JPH11268306A - Color recording apparatus - Google Patents

Abstract

PROBLEM TO BE SOLVED: To suffice a power source circuit by one system, reduce costs, apply an appropriate driving voltage for each color head and improve color record quality by shifting a timing for driving a head for each color during color recording and setting the driving voltage for each color. SOLUTION: A voltage to be impressed to printing heads 61-64 via a head driver 21 from a driving power source 30 is made variable according to each color printing head. Moreover, an impression timing is shifted for each printing head 61-64. In comparison with the case where a separate driving voltage source is used for each printing head 61-64, one system is enough for the driving power source, costs can be reduced and an optimum driving voltage can be impressed according to the printing heads.

Description

DETAILED DESCRIPTION OF THE INVENTION

[0001]

BACKGROUND OF THE INVENTION 1. Field of the Invention The present invention relates to a color recording apparatus applied to a printer, a copier, and the like, and more particularly to a technique for simplifying a power supply for driving a recording head.

[0002]

2. Description of the Related Art Conventionally, there has been a color recording apparatus for recording a color image by ejecting inks of a plurality of colors by an ink jet system, a thermal transfer system or the like. This recording apparatus is provided with a head driver having a plurality of recording heads (print heads). The head driver applies a predetermined drive voltage to an actuator of the print head based on image data to perform printing. Drive the head.
As a print head of a plurality of colors, for example, in the case of full color, heads of four color inks of yellow, magenta, cyan and black are used.

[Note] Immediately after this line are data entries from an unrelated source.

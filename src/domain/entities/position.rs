use crate::domain::errors::ValidationError;
use crate::domain::value_objects::{price::Price, quantity::Quantity};
use chrono::{DateTime, Utc};
use serde::{Deserialize, Serialize};
use std::collections::BTreeMap;

#[derive(Debug, Clone, Copy, PartialEq, Eq, Serialize, Deserialize)]
#[serde(rename_all = "lowercase")]
pub enum PositionSide {
    Long,
    Short,
}

impl PositionSide {
    /// +1 for long, -1 for short: multiplies raw price moves into gains
    pub fn direction(&self) -> f64 {
        match self {
            PositionSide::Long => 1.0,
            PositionSide::Short => -1.0,
        }
    }

    /// True when `candidate` is better for this side than `reference`
    pub fn is_favorable(&self, candidate: f64, reference: f64) -> bool {
        match self {
            PositionSide::Long => candidate > reference,
            PositionSide::Short => candidate < reference,
        }
    }
}

impl std::fmt::Display for PositionSide {
    fn fmt(&self, f: &mut std::fmt::Formatter<'_>) -> std::fmt::Result {
        match self {
            PositionSide::Long => write!(f, "LONG"),
            PositionSide::Short => write!(f, "SHORT"),
        }
    }
}

#[derive(Debug, Clone, Copy, PartialEq, Eq, Serialize, Deserialize)]
#[serde(rename_all = "lowercase")]
pub enum PositionStatus {
    Open,
    Closed,
}

/// Indicator snapshot captured when the position was opened.
///
/// Known fields are typed; anything else the strategy layer sends is kept
/// verbatim in `extra` so it survives a save/load cycle.
#[derive(Debug, Clone, Default, PartialEq, Serialize, Deserialize)]
pub struct EntryContext {
    #[serde(default, skip_serializing_if = "Option::is_none")]
    pub strategy: Option<String>,
    #[serde(default, skip_serializing_if = "Option::is_none")]
    pub confidence: Option<f64>,
    #[serde(default, skip_serializing_if = "BTreeMap::is_empty")]
    pub indicators: BTreeMap<String, f64>,
    #[serde(flatten)]
    pub extra: serde_json::Map<String, serde_json::Value>,
}

/// One holding, keyed by pair while open
#[derive(Debug, Clone, PartialEq, Serialize, Deserialize)]
pub struct Position {
    pub id: String,
    pub pair: String,
    pub side: PositionSide,
    pub entry_price: f64,
    pub quantity: f64,
    pub entry_time: DateTime<Utc>,
    /// Hard stop; never overridden by trailing logic
    pub stop_loss: Option<f64>,
    pub take_profit: Option<f64>,
    pub current_price: f64,
    /// High-water mark for longs, low-water mark for shorts
    pub best_price: f64,
    /// Trailing stop derived from the ratchet level
    pub virtual_stop_loss: Option<f64>,
    pub ratchet_level: Option<u32>,
    /// Rungs of the take-profit ladder already executed
    #[serde(default)]
    pub take_profit_hits: u32,
    pub status: PositionStatus,
    #[serde(default, skip_serializing_if = "Option::is_none")]
    pub entry_order_id: Option<String>,
    #[serde(default)]
    pub context: EntryContext,
}

impl Position {
    #[allow(clippy::too_many_arguments)]
    pub fn open(
        pair: &str,
        side: PositionSide,
        entry_price: f64,
        quantity: f64,
        stop_loss: Option<f64>,
        take_profit: Option<f64>,
        context: EntryContext,
        entry_time: DateTime<Utc>,
    ) -> Result<Self, ValidationError> {
        if pair.split_once('/').is_none() {
            return Err(ValidationError::InvalidSymbol(format!(
                "expected BASE/QUOTE, got {}",
                pair
            )));
        }
        let entry = Price::new(entry_price)?;
        let quantity = Quantity::new(quantity)?;
        let stop_loss = stop_loss.map(Price::new).transpose()?;
        let take_profit = take_profit.map(Price::new).transpose()?;

        Ok(Position {
            id: format!("{}@{}", pair, entry_time.timestamp_millis()),
            pair: pair.to_string(),
            side,
            entry_price: entry.value(),
            quantity: quantity.value(),
            entry_time,
            stop_loss: stop_loss.map(|p| p.value()),
            take_profit: take_profit.map(|p| p.value()),
            current_price: entry.value(),
            best_price: entry.value(),
            virtual_stop_loss: None,
            ratchet_level: None,
            take_profit_hits: 0,
            status: PositionStatus::Open,
            entry_order_id: None,
            context,
        })
    }

    /// Record a new market price. Returns true when the best price advanced.
    pub fn update_price(&mut self, price: f64) -> bool {
        self.current_price = price;
        if self.side.is_favorable(price, self.best_price) {
            self.best_price = price;
            return true;
        }
        false
    }

    /// Favourable move from entry to `price`, in percent
    pub fn gain_pct_at(&self, price: f64) -> f64 {
        (price - self.entry_price) / self.entry_price * 100.0 * self.side.direction()
    }

    pub fn unrealized_pnl_pct(&self) -> f64 {
        self.gain_pct_at(self.current_price)
    }

    pub fn best_gain_pct(&self) -> f64 {
        self.gain_pct_at(self.best_price)
    }

    pub fn unrealized_pnl(&self) -> f64 {
        (self.current_price - self.entry_price) * self.quantity * self.side.direction()
    }

    pub fn value_at(&self, price: f64) -> f64 {
        self.quantity * price
    }

    pub fn hard_stop_hit(&self, price: f64) -> bool {
        match (self.stop_loss, self.side) {
            (Some(stop), PositionSide::Long) => price <= stop,
            (Some(stop), PositionSide::Short) => price >= stop,
            (None, _) => false,
        }
    }

    pub fn virtual_stop_hit(&self, price: f64) -> bool {
        match (self.virtual_stop_loss, self.side) {
            (Some(stop), PositionSide::Long) => price <= stop,
            (Some(stop), PositionSide::Short) => price >= stop,
            (None, _) => false,
        }
    }

    /// Move the virtual stop to `candidate` if that tightens it.
    /// Returns true when the stop moved.
    pub fn tighten_virtual_stop(&mut self, candidate: f64) -> bool {
        match self.virtual_stop_loss {
            Some(current) if !self.side.is_favorable(candidate, current) => false,
            _ => {
                self.virtual_stop_loss = Some(candidate);
                true
            }
        }
    }

    pub fn age(&self, now: DateTime<Utc>) -> chrono::Duration {
        now - self.entry_time
    }
}

/// Ledger entry for a (partially) closed position
#[derive(Debug, Clone, PartialEq, Serialize, Deserialize)]
pub struct ClosedPosition {
    pub id: String,
    pub pair: String,
    pub side: PositionSide,
    pub entry_price: f64,
    pub exit_price: f64,
    pub quantity: f64,
    pub entry_time: DateTime<Utc>,
    pub exit_time: DateTime<Utc>,
    pub pnl_pct: f64,
    pub pnl_eur: f64,
    pub reason: String,
    #[serde(default, skip_serializing_if = "Option::is_none")]
    pub exit_order_id: Option<String>,
}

However, the print head of each color in this type of color recording apparatus has variations in output characteristics, and the physical properties of the ink itself vary depending on the color and type. When a head is driven to record a color image, the color balance may be lost or the color tone reproducibility may be degraded. Therefore, it is known to control the drive of the print head to match the print characteristics of the print head. For example, when using a head that generates a pressure wave by utilizing the electro-mechanical conversion action of a piezoelectric element and ejects ink from an ejection port as a print head, the voltage applied to the piezoelectric element is adjusted according to the recording characteristics of the print head. It is known that the size of the ejected ink droplet is controlled by controlling the size of the ink droplet, thereby correcting the color balance and the like (see, for example,
167755).

[0004]

However, in the above-described conventional apparatus, a print signal is applied in order to apply an appropriate drive voltage to each of the print heads of a plurality of colors in accordance with the print characteristics of the print head. It is necessary to have a complicated configuration in which a plurality of tables are used to select and set an appropriate applied voltage from information on the discharge characteristics of the print head, or a plurality of power supplies are used to set a drive voltage for each print head. When the number of systems increases, the circuit scale of the power supply system increases, which leads to an increase in the cost of the recording apparatus.

SUMMARY OF THE INVENTION The present invention has been made to solve the above-mentioned problem, and a power supply circuit is provided by setting the drive voltage for each color by shifting the head drive timing of each color in color printing. It is an object of the present invention to provide a color printing apparatus capable of improving the color printing quality, in which only one system is required, cost can be reduced, and an appropriate driving voltage can be applied to each head of each color.

[0006]

Means for Solving the Problems and Effects of the Invention In order to achieve the above object, the invention according to claim 1 comprises an ink chamber filled with ink for each of a plurality of color inks, and an ink chamber in the ink chamber. A printhead having an actuator that applies pressure to the nozzles to eject ink from the nozzles, and a driver that applies a drive voltage from a drive voltage source to the actuators of the printheads of the respective colors in accordance with a one-dot unit ejection command. Control means for outputting an ejection command for each dot to the driver based on image data, wherein the control means outputs a voltage applied to the recording head from a driving voltage source via the driver to each color. And the timing is shifted for each recording head.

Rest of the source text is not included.